June 26 (Sun), 14:00–15:30
Short course A:
Manipulation of Photons by Photonic Crystals
Susumu Noda, Kyoto University, Japan
In this short course, I will review the recent progresses in photonic crystal research, which includes (1) ultrahigh-Q nanocavities and their applications, (3) broad-area photonic-crystal cavities and their applications to high-power coherent lasers, and (3) thermal-emission control based on control of photonic and electronic states. Through such a broad-range of progresses, I hope that the audience could feel that photonic crystal research is now approaching to a goal towards "ultimate control of photons".
June 26 (Sun), 16:00–17:30
Short course B:
New Perspectives for Oxide Semiconductors and Their Applications
- Tuning The Electronic Properties of Oxide-Semiconductor Heterostructures -
Akira Ohtomo, Tokyo Institute of Technology, Japan
In this lecture, a review on most intensively studied oxide semiconductors will be given with emphasis on the growth of heterostructures and the physical properties. ZnO has outstanding optical and electronic properties, such as large exciton-binding energy, excellent luminescent properties, high electron mobility, piezoelectricity, and a direct wide bandgap. All of these features and the relatively easy growth of the nanostructures have spurred the investigation of these materials for a large scope of photonics and electronics applications, including light-emitting diodes (LEDs), photodetectors, and transparent field-effect transistors. As for perovskite oxides, high-mobility two-dimensional electron gas and superconductivity can be created in SrTiO3 based heterostructures, allowing us to explore the quantum transport in a novel class of superconducting semiconductors.

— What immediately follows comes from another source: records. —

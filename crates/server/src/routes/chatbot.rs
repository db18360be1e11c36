//! Chatbot handler.

use axum::Json;
use serde::Deserialize;
use tracing::instrument;

use crate::error::AppError;
use crate::services::chatbot::{BotReply, ChatbotService};

/// Visitor message to the chatbot.
#[derive(Debug, Deserialize)]
pub struct BotMessageRequest {
    pub message: String,
}

/// Get a canned reply for a visitor message.
///
/// POST /api/chatbot/messages
#[instrument(skip(body))]
pub async fn message(Json(body): Json<BotMessageRequest>) -> Result<Json<BotReply>, AppError> {
    let text = body.message.trim();
    if text.is_empty() {
        return Err(AppError::BadRequest("message is required".to_owned()));
    }

    Ok(Json(ChatbotService::reply(text)))
}
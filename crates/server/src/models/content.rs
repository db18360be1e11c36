//! Marketing content domain types (hero carousel, main message).

use chrono::{DateTime, Utc};
use serde::Serialize;

use cyna_core::{HeroSlideId, MainMessageId, MessageSeverity};

/// A slide in the storefront hero carousel.
#[derive(Debug, Clone, Serialize)]
pub struct HeroCarouselSlide {
    /// Unique slide ID.
    pub id: HeroSlideId,
    /// Headline text.
    pub title: String,
    /// Secondary text.
    pub subtitle: String,
    /// Background/illustration image.
    pub image_url: String,
    /// Optional click-through target.
    pub link_url: Option<String>,
    /// Position in the carousel.
    pub sort_order: i32,
    /// Whether the slide is shown.
    pub active: bool,
    /// When the slide was created.
    pub created_at: DateTime<Utc>,
    /// When the slide was last updated.
    pub updated_at: DateTime<Utc>,
}

/// The storefront-wide banner message.
///
/// At most one message is active at a time; the repository enforces this
/// when activating.
#[derive(Debug, Clone, Serialize)]
pub struct MainMessage {
    /// Unique message ID.
    pub id: MainMessageId,
    /// Banner text.
    pub body: String,
    /// Visual flavor.
    pub severity: MessageSeverity,
    /// Whether this is the currently shown message.
    pub active: bool,
    /// When the message was created.
    pub created_at: DateTime<Utc>,
    /// When the message was last updated.
    pub updated_at: DateTime<Utc>,
}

- Current Status and Future Prospects of Gallium Oxide Technologies -
Masataka Higashiwaki, National Institute of Information and Communications Technology, Japan
Gallium oxide (Ga2O3) possesses excellent material properties especially for power device applications. It is also attractive from an industrial viewpoint since large-size, high-quality wafers can be manufactured by using simple methods. These two features have drawn much attention to Ga2O3 as a new wide bandgap semiconductor following SiC and GaN. This lecture will discuss the recent progress in development on fundamental technologies for Ga2O3 devices, covering wafer production from melt-grown bulk single crystals, homoepitaxial thin-film growth by molecular beam epitaxy and halide vapor phase epitaxy, as well as device processing and characterization of metal-oxide-semiconductor field-effect transistors and Schottky barrier diodes.